_WHAT YOU SHOULD DO_.
An exact, complete copy of the entries that follow is needed.

——————————

//! Framed halves of a TCP connection

use crate::error::{Error, Result};
use crate::netbios::{encode_frame, FrameDecoder};
use crate::protocol::Message;
use tokio::io::{AsyncReadExt, AsyncWriteExt};
use tokio::net::tcp::{OwnedReadHalf, OwnedWriteHalf};
use tracing::trace;

const READ_CHUNK: usize = 64 * 1024;

/// Receiving half: turns socket reads into SMB2 messages
#[derive(Debug)]
pub struct FrameReader {
    stream: OwnedReadHalf,
    decoder: FrameDecoder,
    chunk: Vec<u8>,
}

impl FrameReader {
    pub fn new(stream: OwnedReadHalf) -> Self {
        Self {
            stream,
            decoder: FrameDecoder::new(),
            chunk: vec![0u8; READ_CHUNK],
        }
    }

    /// Read until at least one complete message is available.
    ///
    /// A clean EOF surfaces as [`Error::ConnectionClosed`].
    pub async fn read_messages(&mut self) -> Result<Vec<Message>> {
        loop {
            let n = self.stream.read(&mut self.chunk).await?;
            if n == 0 {
                return Err(Error::ConnectionClosed);
            }
            trace!("Read {} bytes ({} buffered)", n, self.decoder.buffered());

            let messages = self
                .decoder
                .decode(&self.chunk[..n])
                .collect::<Result<Vec<_>>>()?;
            if !messages.is_empty() {
                return Ok(messages);
            }
        }
    }
}

/// Sending half: frames and writes one SMB2 message at a time
#[derive(Debug)]
pub struct FrameWriter {
    stream: OwnedWriteHalf,
}

impl FrameWriter {
    pub fn new(stream: OwnedWriteHalf) -> Self {
        Self { stream }
    }

    pub async fn send(&mut self, message: &Message) -> Result<()> {
        let frame = encode_frame(&message.to_bytes()?)?;
        trace!(
            "Sending {:?} id {} ({} bytes): {:02x?}",
            message.command(),
            message.header().message_id,
            frame.len(),
            &frame[..frame.len().min(96)]
        );
        self.stream.write_all(&frame).await?;
        self.stream.flush().await?;
        Ok(())
    }

    pub async fn shutdown(&mut self) -> Result<()> {
        self.stream.shutdown().await?;
        Ok(())
    }
}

——————————

_THE COMPLETED TASK_.
//! Framed halves of a TCP connection

use crate::error::{Error, Result};
use crate::netbios::{encode_frame, FrameDecoder};
use crate::protocol::Message;
use tokio::io::{AsyncReadExt, AsyncWriteExt};
use tokio::net::tcp::{OwnedReadHalf, OwnedWriteHalf};
use tracing::trace;

const READ_CHUNK: usize = 64 * 1024;

/// Receiving half: turns socket reads into SMB2 messages
#[derive(Debug)]
pub struct FrameReader {
    stream: OwnedReadHalf,
    decoder: FrameDecoder,
    chunk: Vec<u8>,
}

impl FrameReader {
    pub fn new(stream: OwnedReadHalf) -> Self {
        Self {
            stream,
            decoder: FrameDecoder::new(),
            chunk: vec![0u8; READ_CHUNK],
        }
    }

    /// Read until at least one complete message is available.
    ///
    /// A clean EOF surfaces as [`Error::ConnectionClosed`].
    pub async fn read_messages(&mut self) -> Result<Vec<Message>> {
        loop {
            let n = self.stream.read(&mut self.chunk).await?;
            if n == 0 {
                return Err(Error::ConnectionClosed);
            }
            trace!("Read {} bytes ({} buffered)", n, self.decoder.buffered());

            let messages = self
                .decoder
                .decode(&self.chunk[..n])
                .collect::<Result<Vec<_>>>()?;
            if !messages.is_empty() {
                return Ok(messages);
            }
        }
    }
}

/// Sending half: frames and writes one SMB2 message at a time
#[derive(Debug)]
pub struct FrameWriter {
    stream: OwnedWriteHalf,
}

impl FrameWriter {
    pub fn new(stream: OwnedWriteHalf) -> Self {
        Self { stream }
    }

    pub async fn send(&mut self, message: &Message) -> Result<()> {
        let frame = encode_frame(&message.to_bytes()?)?;
        trace!(
            "Sending {:?} id {} ({} bytes): {:02x?}",
            message.command(),
            message.header().message_id,
            frame.len(),
            &frame[..frame.len().min(96)]
        );
        self.stream.write_all(&frame).await?;
        self.stream.flush().await?;
        Ok(())
    }

    pub async fn shutdown(&mut self) -> Result<()> {
        self.stream.shutdown().await?;
        Ok(())
    }
}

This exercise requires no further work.